Macedońskie ministerstwo spraw wewnętrznych potwierdziło, że Gruewski zbiegł przed wymiarem sprawiedliwości na Węgry i wystąpił tam o azyl.
Węgierskie MSZ oznajmiło, że nie może "ani potwierdzić, ani zaprzeczyć" złożeniu wniosku o azyl. - Nie możemy udzielać informacji o trwających procedurach azylowych aż do ich zamknięcia - oświadczył szef węgierskiej dyplomacji Peter Szijjarto.
Dobre relacje z Orbanem
Informację o przyjeździe do Budapesztu i wystąpieniu tu o azyl podał we wtorek na swoim profilu na Facebooku sam Gruewski. - W ciągu ostatnich kilku dni otrzymałem niezliczone groźby pozbawienia życia. Jestem teraz w Budapeszcie i staram się o azyl polityczny od władz węgierskich – oznajmił.
W poniedziałek macedoński wymiar sprawiedliwości wydał nakaz zatrzymania 48-letniego Gruewskiego, który miał stawić się 8 listopada w więzieniu po skazaniu go na dwa lata pozbawienia wolności za nadużycie władzy. Nie uczynił jednak tego, a policja bezskutecznie go poszukiwała.
Macedoński minister spraw wewnętrznych Oliwer Spasowski powiedział agencji AFP, że rząd "sprawdza wraz z władzami węgierskimi" informacje podane przez Gruewskiego.
Węgierski niezależny portal Index podkreślił, że Gruewski utrzymywał dobre stosunki z szefem rządu Węgier Viktorem Orbanem.
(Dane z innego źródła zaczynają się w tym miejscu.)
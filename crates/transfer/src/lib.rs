//! Chunk splitting and upload session state shared by sender and receiver.

mod chunked;
mod session;
mod validation;

pub use chunked::{Chunk, ChunkReader, chunk_count};
pub use session::{SessionError, UploadSession};
pub use validation::validate_path_segment;

pub use chunkferry_protocol::DEFAULT_CHUNK_SIZE;

/// Errors produced by the transfer crate.
#[derive(Debug, thiserror::Error)]
pub enum TransferError {
    #[error("I/O error: {0}")]
    Io(#[from] std::io::Error),

    #[error("not a regular file: {0}")]
    NotAFile(std::path::PathBuf),

    #[error("invalid name: {0}")]
    InvalidName(String),

    #[error("file too large: {chunks} chunks of {chunk_size} bytes exceed the protocol limit")]
    TooManyChunks { chunks: u64, chunk_size: usize },
}
use std::time::Duration;

/// Errors produced while delivering a chunk request.
#[derive(Debug, thiserror::Error)]
pub enum TransportError {
    #[error("HTTP error: {0}")]
    Http(#[from] reqwest::Error),

    #[error("request timed out after {0:?}")]
    Timeout(Duration),

    #[error("invalid header {0:?}")]
    InvalidHeader(String),
}
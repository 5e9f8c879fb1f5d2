use std::sync::Arc;

use chunkferry_storage::{StorageError, StorageGateway};

use crate::layout::StorageLayout;

/// Result of a successful assembly.
#[derive(Debug, Clone, PartialEq, Eq)]
pub struct AssembledArtifact {
    pub session_id: String,
    /// Storage key of the final file.
    pub key: String,
    pub size: u64,
}

/// Assembly failures. Both variants abort the session and purge its
/// working area.
#[derive(Debug, thiserror::Error)]
pub enum AssemblyError {
    #[error("session {session_id}: chunk {ordinal} is missing")]
    MissingChunk { session_id: String, ordinal: u32 },

    #[error("storage error: {0}")]
    Storage(#[from] StorageError),
}

/// Concatenates a session's chunks into its final artifact.
///
/// The whole file is buffered in memory before it is written, so the
/// artifact either appears complete or not at all.
pub struct ChunkAssembler {
    storage: Arc<dyn StorageGateway>,
    layout: StorageLayout,
    max_chunk_size: usize,
}

impl ChunkAssembler {
    pub fn new(storage: Arc<dyn StorageGateway>, layout: StorageLayout, max_chunk_size: usize) -> Self {
        Self {
            storage,
            layout,
            max_chunk_size,
        }
    }

    /// Reads chunks `1..=total_chunks` in order and writes the artifact.
    ///
    /// Stops at the first missing chunk. The working area is removed on
    /// success and on failure.
    pub async fn assemble(
        &self,
        session_id: &str,
        total_chunks: u32,
        file_name: &str,
        total_size: u64,
    ) -> Result<AssembledArtifact, AssemblyError> {
        tracing::debug!(session_id, file_name, total_chunks, "assembling chunks");

        let result = self
            .merge_and_store(session_id, total_chunks, file_name, total_size)
            .await;
        self.purge(session_id).await;

        match &result {
            Ok(artifact) => tracing::info!(
                session_id,
                key = %artifact.key,
                size = artifact.size,
                "upload assembled"
            ),
            Err(e) => tracing::error!(session_id, error = %e, "assembly aborted"),
        }
        result
    }

    async fn merge_and_store(
        &self,
        session_id: &str,
        total_chunks: u32,
        file_name: &str,
        total_size: u64,
    ) -> Result<AssembledArtifact, AssemblyError> {
        let mut buf = Vec::new();
        let bound = u64::from(total_chunks).saturating_mul(self.max_chunk_size as u64);
        let capacity = usize::try_from(total_size.min(bound)).unwrap_or(usize::MAX);
        if buf.try_reserve_exact(capacity).is_err() {
            tracing::warn!(session_id, capacity, "pre-allocation failed, growing on demand");
        }

        for ordinal in 1..=total_chunks {
            let key = self.layout.chunk_key(session_id, file_name, ordinal);
            match self.storage.get(&key).await {
                Ok(bytes) => buf.extend_from_slice(&bytes),
                Err(StorageError::NotFound(_)) => {
                    return Err(AssemblyError::MissingChunk {
                        session_id: session_id.to_string(),
                        ordinal,
                    });
                }
                Err(e) => return Err(e.into()),
            }
        }

        let size = buf.len() as u64;
        if size != total_size {
            tracing::warn!(
                session_id,
                declared = total_size,
                actual = size,
                "assembled size differs from declared size"
            );
        }

        let key = self.layout.artifact_key(session_id, file_name);
        self.storage.put(&key, &buf).await?;

        Ok(AssembledArtifact {
            session_id: session_id.to_string(),
            key,
            size,
        })
    }

    async fn purge(&self, session_id: &str) {
        let working = self.layout.working_area(session_id);
        if let Err(e) = self.storage.delete_dir_all(&working).await {
            tracing::warn!(session_id, error = %e, "failed to remove working area");
        }
    }
}
//! Storage gateway for chunked uploads.
//!
//! All protocol logic reaches persistent state through [`StorageGateway`],
//! addressing objects by relative `/`-separated keys rooted at a base path.
//! Two backends ship with the crate:
//!
//! - [`FilesystemStorage`]: local disk, atomic writes (temp file + rename)
//! - [`MemoryStorage`]: in-process map, for tests and embedding

mod filesystem;
mod memory;

pub use filesystem::FilesystemStorage;
pub use memory::MemoryStorage;

use std::future::Future;
use std::pin::Pin;

/// Errors produced by storage backends.
#[derive(Debug, thiserror::Error)]
pub enum StorageError {
    #[error("I/O error: {0}")]
    Io(#[from] std::io::Error),

    #[error("object not found: {0}")]
    NotFound(String),

    #[error("invalid key: {0}")]
    InvalidKey(String),
}

/// Result type for storage operations.
pub type StorageResult<T> = Result<T, StorageError>;

/// A boxed future returned by gateway methods.
pub type StorageFuture<'a, T> = Pin<Box<dyn Future<Output = StorageResult<T>> + Send + 'a>>;

/// Scoped byte storage used by the receiver and assembler.
///
/// Keys are relative paths such as `__chunk-staging__/s1/video.mp4_chunk_1`.
/// Implementations must make [`put`](Self::put) all-or-nothing: a failed
/// write never leaves a partial object visible under the key.
pub trait StorageGateway: Send + Sync + 'static {
    /// Writes `data` under `key`, replacing any previous object.
    /// Parent directories are created as needed.
    fn put<'a>(&'a self, key: &'a str, data: &'a [u8]) -> StorageFuture<'a, ()>;

    /// Reads the full object. Missing objects yield [`StorageError::NotFound`].
    fn get<'a>(&'a self, key: &'a str) -> StorageFuture<'a, Vec<u8>>;

    /// Returns `true` if an object or directory exists under `key`.
    fn exists<'a>(&'a self, key: &'a str) -> StorageFuture<'a, bool>;

    /// Removes a single object. Missing objects are not an error.
    fn delete<'a>(&'a self, key: &'a str) -> StorageFuture<'a, ()>;

    /// Creates a directory and all missing parents.
    fn create_dir_all<'a>(&'a self, key: &'a str) -> StorageFuture<'a, ()>;

    /// Recursively removes a directory. Missing directories are not an error.
    fn delete_dir_all<'a>(&'a self, key: &'a str) -> StorageFuture<'a, ()>;
}

/// Splits a key into validated segments.
///
/// Rejects empty keys, absolute keys and `.`/`..` segments so a key can
/// never escape the storage root.
pub(crate) fn key_segments(key: &str) -> StorageResult<Vec<&str>> {
    if key.is_empty() {
        return Err(StorageError::InvalidKey("empty key".into()));
    }
    if key.starts_with('/') || key.starts_with('\\') {
        return Err(StorageError::InvalidKey(format!(
            "absolute key not allowed: {key}"
        )));
    }

    let segments: Vec<&str> = key.split('/').collect();
    for segment in &segments {
        match *segment {
            "" => {
                return Err(StorageError::InvalidKey(format!(
                    "empty segment in key: {key}"
                )));
            }
            "." | ".." => {
                return Err(StorageError::InvalidKey(format!(
                    "relative segment not allowed: {key}"
                )));
            }
            s if s.contains('\\') || s.contains(':') => {
                return Err(StorageError::InvalidKey(format!(
                    "path prefix not allowed: {key}"
                )));
            }
            _ => {}
        }
    }

    Ok(segments)
}
//! Local filesystem backend.

use std::io::ErrorKind;
use std::path::{Path, PathBuf};

use tokio::fs;
use tokio::io::AsyncWriteExt;
use tracing::{debug, warn};

use crate::{StorageError, StorageFuture, StorageGateway, StorageResult, key_segments};

/// Stores objects as files below a root directory.
#[derive(Debug, Clone)]
pub struct FilesystemStorage {
    root: PathBuf,
}

impl FilesystemStorage {
    /// Creates a backend rooted at `root`. The directory is created lazily.
    pub fn new(root: impl Into<PathBuf>) -> Self {
        Self { root: root.into() }
    }

    /// Returns the root directory.
    pub fn root(&self) -> &Path {
        &self.root
    }

    /// Resolves a key to an absolute path below the root.
    pub fn key_path(&self, key: &str) -> StorageResult<PathBuf> {
        let segments = key_segments(key)?;
        let mut path = self.root.clone();
        path.extend(segments);
        Ok(path)
    }

    async fn write_atomic(&self, key: &str, data: &[u8]) -> StorageResult<()> {
        let path = self.key_path(key)?;
        if let Some(parent) = path.parent() {
            fs::create_dir_all(parent).await?;
        }

        // Unique sibling name so concurrent writers of one key never share a temp file.
        let file_name = path
            .file_name()
            .map(|n| n.to_string_lossy().into_owned())
            .unwrap_or_default();
        let temp_path = path.with_file_name(format!(".{file_name}.tmp.{}", uuid::Uuid::new_v4()));

        let result: std::io::Result<()> = async {
            let mut file = fs::File::create(&temp_path).await?;
            file.write_all(data).await?;
            file.sync_all().await?;
            drop(file);
            fs::rename(&temp_path, &path).await
        }
        .await;

        if let Err(e) = result {
            if let Err(cleanup) = fs::remove_file(&temp_path).await
                && cleanup.kind() != ErrorKind::NotFound
            {
                warn!(path = %temp_path.display(), error = %cleanup, "failed to remove temp file");
            }
            return Err(e.into());
        }

        debug!(key, size = data.len(), "object written");
        Ok(())
    }
}

fn not_found_or_io(key: &str, e: std::io::Error) -> StorageError {
    if e.kind() == ErrorKind::NotFound {
        StorageError::NotFound(key.to_string())
    } else {
        StorageError::Io(e)
    }
}

impl StorageGateway for FilesystemStorage {
    fn put<'a>(&'a self, key: &'a str, data: &'a [u8]) -> StorageFuture<'a, ()> {
        Box::pin(self.write_atomic(key, data))
    }

    fn get<'a>(&'a self, key: &'a str) -> StorageFuture<'a, Vec<u8>> {
        Box::pin(async move {
            let path = self.key_path(key)?;
            if fs::metadata(&path)
                .await
                .map_err(|e| not_found_or_io(key, e))?
                .is_dir()
            {
                return Err(StorageError::NotFound(key.to_string()));
            }
            fs::read(&path).await.map_err(|e| not_found_or_io(key, e))
        })
    }

    fn exists<'a>(&'a self, key: &'a str) -> StorageFuture<'a, bool> {
        Box::pin(async move {
            let path = self.key_path(key)?;
            Ok(fs::try_exists(&path).await?)
        })
    }

    fn delete<'a>(&'a self, key: &'a str) -> StorageFuture<'a, ()> {
        Box::pin(async move {
            let path = self.key_path(key)?;
            match fs::remove_file(&path).await {
                Ok(()) => Ok(()),
                Err(e) if e.kind() == ErrorKind::NotFound => Ok(()),
                Err(e) => Err(e.into()),
            }
        })
    }

    fn create_dir_all<'a>(&'a self, key: &'a str) -> StorageFuture<'a, ()> {
        Box::pin(async move {
            let path = self.key_path(key)?;
            fs::create_dir_all(&path).await?;
            Ok(())
        })
    }

    fn delete_dir_all<'a>(&'a self, key: &'a str) -> StorageFuture<'a, ()> {
        Box::pin(async move {
            let path = self.key_path(key)?;
            match fs::remove_dir_all(&path).await {
                Ok(()) => {
                    debug!(key, "directory removed");
                    Ok(())
                }
                Err(e) if e.kind() == ErrorKind::NotFound => Ok(()),
                Err(e) => Err(e.into()),
            }
        })
    }
}

#[cfg(test)]
mod tests {
    use super::*;
    use tempfile::TempDir;

    #[tokio::test]
    async fn put_then_get() {
        let dir = TempDir::new().unwrap();
        let storage = FilesystemStorage::new(dir.path());

        storage.put("a/b/c.bin", b"hello").await.unwrap();
        assert_eq!(storage.get("a/b/c.bin").await.unwrap(), b"hello");
        assert_eq!(std::fs::read(dir.path().join("a/b/c.bin")).unwrap(), b"hello");
    }

    #[tokio::test]
    async fn put_replaces_and_leaves_no_temp_files() {
        let dir = TempDir::new().unwrap();
        let storage = FilesystemStorage::new(dir.path());

        storage.put("s1/f_chunk_1", b"first").await.unwrap();
        storage.put("s1/f_chunk_1", b"second").await.unwrap();

        let entries: Vec<_> = std::fs::read_dir(dir.path().join("s1"))
            .unwrap()
            .map(|e| e.unwrap().file_name().into_string().unwrap())
            .collect();
        assert_eq!(entries, vec!["f_chunk_1".to_string()]);
        assert_eq!(storage.get("s1/f_chunk_1").await.unwrap(), b"second");
    }

    #[tokio::test]
    async fn failed_put_leaves_nothing_visible() {
        let dir = TempDir::new().unwrap();
        let storage = FilesystemStorage::new(dir.path());

        // A directory occupying the target key makes the final rename fail.
        std::fs::create_dir_all(dir.path().join("s1/f_chunk_1/blocker")).unwrap();
        assert!(storage.put("s1/f_chunk_1", b"data").await.is_err());

        let entries: Vec<_> = std::fs::read_dir(dir.path().join("s1"))
            .unwrap()
            .map(|e| e.unwrap().file_name().into_string().unwrap())
            .collect();
        assert_eq!(entries, vec!["f_chunk_1".to_string()]);
        assert!(matches!(
            storage.get("s1/f_chunk_1").await,
            Err(StorageError::NotFound(_))
        ));
    }

    #[tokio::test]
    async fn get_missing_is_not_found() {
        let dir = TempDir::new().unwrap();
        let storage = FilesystemStorage::new(dir.path());
        assert!(matches!(
            storage.get("nope").await,
            Err(StorageError::NotFound(_))
        ));
    }

    #[tokio::test]
    async fn delete_dir_all_is_recursive_and_idempotent() {
        let dir = TempDir::new().unwrap();
        let storage = FilesystemStorage::new(dir.path());

        storage.create_dir_all("stage/s1").await.unwrap();
        storage.put("stage/s1/x_chunk_1", b"1").await.unwrap();
        storage.put("stage/s1/x_chunk_2", b"2").await.unwrap();
        assert!(storage.exists("stage/s1").await.unwrap());

        storage.delete_dir_all("stage/s1").await.unwrap();
        assert!(!storage.exists("stage/s1").await.unwrap());
        storage.delete_dir_all("stage/s1").await.unwrap();
    }

    #[tokio::test]
    async fn delete_missing_object_is_ok() {
        let dir = TempDir::new().unwrap();
        let storage = FilesystemStorage::new(dir.path());
        storage.delete("missing/file").await.unwrap();
    }

    #[tokio::test]
    async fn rejects_escaping_keys() {
        let dir = TempDir::new().unwrap();
        let storage = FilesystemStorage::new(dir.path());
        assert!(matches!(
            storage.put("../escape", b"x").await,
            Err(StorageError::InvalidKey(_))
        ));
        assert!(matches!(
            storage.get("/etc/passwd").await,
            Err(StorageError::InvalidKey(_))
        ));
    }
}
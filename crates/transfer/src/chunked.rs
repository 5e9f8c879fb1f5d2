use std::io::Read;
use std::path::Path;

use crate::{DEFAULT_CHUNK_SIZE, TransferError};

/// One ordered slice of a source file.
#[derive(Debug, Clone, PartialEq, Eq)]
pub struct Chunk {
    /// 1-based position within the transfer.
    pub ordinal: u32,
    /// Number of chunks the whole file splits into.
    pub total_chunks: u32,
    /// Byte offset of `data` within the file.
    pub offset: u64,
    /// Raw chunk data.
    pub data: Vec<u8>,
}

impl Chunk {
    /// Returns `true` for the final chunk of the file.
    pub fn is_last(&self) -> bool {
        self.ordinal == self.total_chunks
    }

    /// Size of this chunk in bytes.
    pub fn size(&self) -> usize {
        self.data.len()
    }
}

/// Number of chunks a file of `file_size` bytes splits into: `ceil(size / chunk)`.
pub fn chunk_count(file_size: u64, chunk_size: usize) -> u64 {
    let chunk_size = effective_chunk_size(chunk_size) as u64;
    file_size.div_ceil(chunk_size)
}

fn effective_chunk_size(chunk_size: usize) -> usize {
    if chunk_size == 0 {
        DEFAULT_CHUNK_SIZE
    } else {
        chunk_size
    }
}

/// Reads a file sequentially in fixed-size chunks.
///
/// Only one chunk buffer is alive at a time; every chunk except possibly the
/// last is exactly `chunk_size` bytes.
pub struct ChunkReader {
    file: std::fs::File,
    chunk_size: usize,
    offset: u64,
    file_size: u64,
    next_ordinal: u32,
    total_chunks: u32,
}

impl ChunkReader {
    /// Opens `path` for chunked reading.
    ///
    /// If `chunk_size` is 0, [`DEFAULT_CHUNK_SIZE`] is used. Directories and
    /// other non-regular paths are refused with [`TransferError::NotAFile`].
    pub fn new(path: &Path, chunk_size: usize) -> Result<Self, TransferError> {
        let file = std::fs::File::open(path)?;
        let metadata = file.metadata()?;
        if !metadata.is_file() {
            return Err(TransferError::NotAFile(path.to_path_buf()));
        }
        let file_size = metadata.len();
        let chunk_size = effective_chunk_size(chunk_size);

        let chunks = chunk_count(file_size, chunk_size);
        let total_chunks =
            u32::try_from(chunks).map_err(|_| TransferError::TooManyChunks { chunks, chunk_size })?;

        Ok(Self {
            file,
            chunk_size,
            offset: 0,
            file_size,
            next_ordinal: 1,
            total_chunks,
        })
    }

    /// Reads the next chunk. Returns `None` once the file is exhausted.
    pub fn next_chunk(&mut self) -> Result<Option<Chunk>, TransferError> {
        let remaining = self.remaining();
        if remaining == 0 {
            return Ok(None);
        }

        let read_size = remaining.min(self.chunk_size as u64) as usize;
        let mut buf = vec![0u8; read_size];
        self.file.read_exact(&mut buf)?;

        let chunk = Chunk {
            ordinal: self.next_ordinal,
            total_chunks: self.total_chunks,
            offset: self.offset,
            data: buf,
        };
        self.offset += read_size as u64;
        self.next_ordinal += 1;
        Ok(Some(chunk))
    }

    /// Chunk size in effect for this reader.
    pub fn chunk_size(&self) -> usize {
        self.chunk_size
    }

    /// Total number of chunks the file splits into.
    pub fn total_chunks(&self) -> u32 {
        self.total_chunks
    }

    /// Total file size in bytes.
    pub fn file_size(&self) -> u64 {
        self.file_size
    }

    /// Bytes remaining to read.
    pub fn remaining(&self) -> u64 {
        self.file_size - self.offset
    }
}
//! chunkferry entry point.

mod cli;

use std::process::ExitCode;
use std::sync::Arc;

use anyhow::{Context, Result};
use clap::Parser;
use tracing_subscriber::EnvFilter;

use chunkferry_receiver::{ChunkReceiver, ReceiverConfig, ReceiverServer};
use chunkferry_sender::{ChunkSender, HttpTransport, SendRequest, SenderConfig};
use chunkferry_storage::FilesystemStorage;

use crate::cli::{Cli, Command, SendArgs, ServeArgs};

#[tokio::main]
async fn main() -> Result<ExitCode> {
    tracing_subscriber::fmt()
        .with_env_filter(
            EnvFilter::try_from_default_env()
                .unwrap_or_else(|_| EnvFilter::new("info,chunkferry=debug")),
        )
        .with_writer(std::io::stderr)
        .init();

    let cli = Cli::parse();
    match cli.command {
        Command::Serve(args) => serve(args).await.map(|()| ExitCode::SUCCESS),
        Command::Send(args) => send(args).await,
    }
}

async fn serve(args: ServeArgs) -> Result<()> {
    let config = match &args.config {
        Some(path) => ReceiverConfig::load(path)
            .with_context(|| format!("loading receiver config {}", path.display()))?,
        None => ReceiverConfig::default(),
    };
    let config = args.apply(config);
    config.validate().context("invalid receiver settings")?;

    std::fs::create_dir_all(&config.base_path)
        .with_context(|| format!("creating storage root {}", config.base_path.display()))?;
    tracing::info!(
        version = env!("CARGO_PKG_VERSION"),
        base_path = %config.base_path.display(),
        chunk_size = config.chunk_size,
        "starting chunkferry receiver"
    );

    let storage = Arc::new(FilesystemStorage::new(&config.base_path));
    let receiver = Arc::new(ChunkReceiver::new(&config, storage));
    let server = ReceiverServer::bind(config.bind_addr, receiver)
        .await
        .with_context(|| format!("binding {}", config.bind_addr))?;

    let cancel = server.cancel_token();
    tokio::spawn(async move {
        if tokio::signal::ctrl_c().await.is_ok() {
            tracing::info!("interrupt received, shutting down");
            cancel.cancel();
        }
    });

    server.run().await.context("receiver server failed")
}

async fn send(args: SendArgs) -> Result<ExitCode> {
    let config = match &args.config {
        Some(path) => SenderConfig::load(path)
            .with_context(|| format!("loading sender config {}", path.display()))?,
        None => SenderConfig::default(),
    };
    let config = args.apply(config);

    let transport = HttpTransport::new(config.request_timeout).context("building HTTP client")?;
    let sender = ChunkSender::new(Arc::new(transport), config);
    let result = sender
        .send(SendRequest {
            url: args.url,
            file_path: args.file,
            headers: args.headers,
            chunk_size: None,
        })
        .await;

    println!("{}", serde_json::to_string_pretty(&result)?);
    Ok(if result.success {
        ExitCode::SUCCESS
    } else {
        ExitCode::FAILURE
    })
}
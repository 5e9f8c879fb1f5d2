use std::net::SocketAddr;
use std::sync::Arc;

use axum::Router;
use tokio::net::TcpListener;
use tokio_util::sync::CancellationToken;

use crate::ServerError;
use crate::http;
use crate::receiver::ChunkReceiver;

/// HTTP server for a [`ChunkReceiver`].
///
/// Binding happens in [`bind`](Self::bind) so the local address is known
/// before [`run`](Self::run) starts serving.
pub struct ReceiverServer {
    listener: TcpListener,
    router: Router,
    cancel: CancellationToken,
    local_addr: SocketAddr,
}

impl ReceiverServer {
    /// Binds `addr` (port 0 = OS-assigned).
    pub async fn bind(addr: SocketAddr, receiver: Arc<ChunkReceiver>) -> Result<Self, ServerError> {
        let listener = TcpListener::bind(addr).await?;
        let local_addr = listener.local_addr()?;
        Ok(Self {
            listener,
            router: http::router(receiver),
            cancel: CancellationToken::new(),
            local_addr,
        })
    }

    pub fn local_addr(&self) -> SocketAddr {
        self.local_addr
    }

    /// Token that stops the server when cancelled.
    pub fn cancel_token(&self) -> CancellationToken {
        self.cancel.clone()
    }

    /// Serves until the cancel token fires, then drains in-flight requests.
    pub async fn run(self) -> Result<(), ServerError> {
        tracing::info!("receiver listening on {}", self.local_addr);
        let cancel = self.cancel.clone();
        axum::serve(self.listener, self.router)
            .with_graceful_shutdown(async move { cancel.cancelled().await })
            .await?;
        tracing::info!("receiver server stopped");
        Ok(())
    }
}
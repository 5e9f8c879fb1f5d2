use chunkferry_protocol::chunk_file_name;

/// Maps sessions onto storage keys.
///
/// ```text
/// {staging}/{session_id}/{file_name}_chunk_{ordinal}   working area
/// {final}/{session_id}/{file_name}                      artifact
/// ```
#[derive(Debug, Clone, PartialEq, Eq)]
pub struct StorageLayout {
    staging_area: String,
    final_area: String,
}

impl StorageLayout {
    pub fn new(staging_area: impl Into<String>, final_area: impl Into<String>) -> Self {
        Self {
            staging_area: staging_area.into(),
            final_area: final_area.into(),
        }
    }

    /// Per-session directory holding chunk files.
    pub fn working_area(&self, session_id: &str) -> String {
        format!("{}/{session_id}", self.staging_area)
    }

    pub fn chunk_key(&self, session_id: &str, file_name: &str, ordinal: u32) -> String {
        format!(
            "{}/{}",
            self.working_area(session_id),
            chunk_file_name(file_name, ordinal)
        )
    }

    /// Final directory, derived from the working area by swapping the
    /// namespace segment and keeping the session segment.
    pub fn final_dir(&self, session_id: &str) -> String {
        let working = self.working_area(session_id);
        match working.split_once('/') {
            Some((_, rest)) => format!("{}/{rest}", self.final_area),
            None => format!("{}/{working}", self.final_area),
        }
    }

    pub fn artifact_key(&self, session_id: &str, file_name: &str) -> String {
        format!("{}/{file_name}", self.final_dir(session_id))
    }
}
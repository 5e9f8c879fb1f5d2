use std::time::Duration;

/// Default chunk size: 24 MiB.
///
/// Used by the sender when splitting and by the receiver as the advertised
/// per-request payload limit.
pub const DEFAULT_CHUNK_SIZE: usize = 25_165_824;

/// Namespace segment under which per-session working areas live.
pub const STAGING_AREA_NAME: &str = "__chunk-staging__";

/// Default namespace segment for assembled artifacts.
pub const DEFAULT_FINAL_AREA_NAME: &str = "uploads";

/// Separator between the logical file name and the ordinal in chunk file names.
pub const CHUNK_NAME_SEPARATOR: &str = "_chunk_";

/// Additional attempts the receiver makes after a failed chunk save.
pub const DEFAULT_SAVE_RETRIES: u32 = 3;

/// Fixed delay between chunk save attempts.
pub const DEFAULT_SAVE_RETRY_DELAY: Duration = Duration::from_secs(3);

/// Delay before the sender transmits the first chunk.
pub const DEFAULT_STARTUP_DELAY: Duration = Duration::from_millis(50);

/// Delay between successive chunk sends of a multi-chunk transfer.
pub const DEFAULT_INTER_CHUNK_DELAY: Duration = Duration::from_millis(550);

/// Delay before the single retry of a chunk that hit a transport error.
pub const DEFAULT_SEND_RETRY_DELAY: Duration = Duration::from_millis(500);

/// Route accepting multipart chunk uploads.
pub const UPLOAD_ROUTE: &str = "/upload";

/// Multipart field names, one request per chunk.
pub mod fields {
    /// Binary part carrying the chunk payload.
    pub const FILE: &str = "file";
    pub const SESSION_ID: &str = "sessionId";
    /// `"true"` iff this is the final chunk.
    pub const IS_DONE: &str = "isDone";
    pub const TOTAL_SIZE: &str = "totalSize";
    pub const TOTAL_CHUNKS: &str = "totalChunks";
    pub const FILE_NAME: &str = "filename";
}
//! Serializes a [`Duration`] as whole milliseconds.
//!
//! Use with `#[serde(with = "chunkferry_protocol::serde_millis")]`.

use std::time::Duration;

use serde::{Deserialize, Deserializer, Serializer};

pub fn serialize<S: Serializer>(value: &Duration, serializer: S) -> Result<S::Ok, S::Error> {
    serializer.serialize_u64(value.as_millis() as u64)
}

pub fn deserialize<'de, D: Deserializer<'de>>(deserializer: D) -> Result<Duration, D::Error> {
    u64::deserialize(deserializer).map(Duration::from_millis)
}
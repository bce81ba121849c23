use crate::error::AppError;
use config::{Config as Cfg, File};
use serde::Deserialize;
use std::net::{IpAddr, Ipv4Addr, SocketAddr};
use std::time::Duration;

/// Listener settings shared by every service.
///
/// Read from an optional `configuration` file and `APP__*` environment
/// variables, e.g. `APP__PORT=9000`.
#[derive(Debug, Deserialize, Clone)]
pub struct Config {
    #[serde(default = "default_host")]
    pub host: IpAddr,
    #[serde(default = "default_port")]
    pub port: u16,
    #[serde(default = "default_request_timeout_secs")]
    pub request_timeout_secs: u64,
}

fn default_host() -> IpAddr {
    IpAddr::V4(Ipv4Addr::UNSPECIFIED)
}

fn default_port() -> u16 {
    8080
}

fn default_request_timeout_secs() -> u64 {
    30
}

impl Default for Config {
    fn default() -> Self {
        Self {
            host: default_host(),
            port: default_port(),
            request_timeout_secs: default_request_timeout_secs(),
        }
    }
}

impl Config {
    pub fn load() -> Result<Self, AppError> {
        dotenvy::dotenv().ok();

        let config = Cfg::builder()
            .add_source(File::with_name("configuration").required(false))
            .add_source(config::Environment::with_prefix("APP").separator("__"))
            .build()?;

        Ok(config.try_deserialize()?)
    }

    pub fn socket_addr(&self) -> SocketAddr {
        SocketAddr::new(self.host, self.port)
    }

    pub fn request_timeout(&self) -> Duration {
        Duration::from_secs(self.request_timeout_secs)
    }
}

#[cfg(test)]
mod tests {
    use super::*;

    #[test]
    fn defaults_bind_all_interfaces() {
        let config = Config::default();
        assert_eq!(config.socket_addr().to_string(), "0.0.0.0:8080");
        assert_eq!(config.request_timeout(), Duration::from_secs(30));
    }
}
Portal przypomniał, że we wrześniu zeszłego roku Orban pojechał do macedońskiego miasta Ochryda, by wesprzeć Gruewskiego podczas kampanii. Jego opozycyjna prawicowa partia WMRO-DPMNE poniosła jednak klęskę w ubiegłorocznych wyborach parlamentarnych i Gruewski ustąpił ze stanowiska jej szefa.
Pięć dochodzeń wobec premiera
Na początku października sąd w stolicy Macedonii, Skopje, utrzymał w mocy wyrok dwóch lat więzienia dla Gruewskiego, który rządził Macedonią w latach 2006-2016. Gruewskiego uznano za winnego wywierania nacisków na urzędników w sprawie zakupu luksusowego, kuloodpornego mercedesa. Kupiony ze środków publicznych samochód Mercedes-Benz S600 wart ok. 600 tys. euro został nabyty od firmy faworyzowanej przez Gruewskiego.
Oskarżenie utrzymywało, że zakupu tego specjalnego pojazdu, czym zajmował się resort spraw wewnętrznych, dokonano z naruszeniem zasad zamówień publicznych. - To kolejna próba ścigania o charakterze politycznym. Użyję wszelkich środków prawnych, aby walczyć z tym wyrokiem więzienia - powiedział wtedy Gruewski.
Wobec Gruewskiego toczy się pięć innych dochodzeń, m.in. w sprawie korupcji, nadużycia władzy, oszustw wyborczych i podsłuchów opozycji.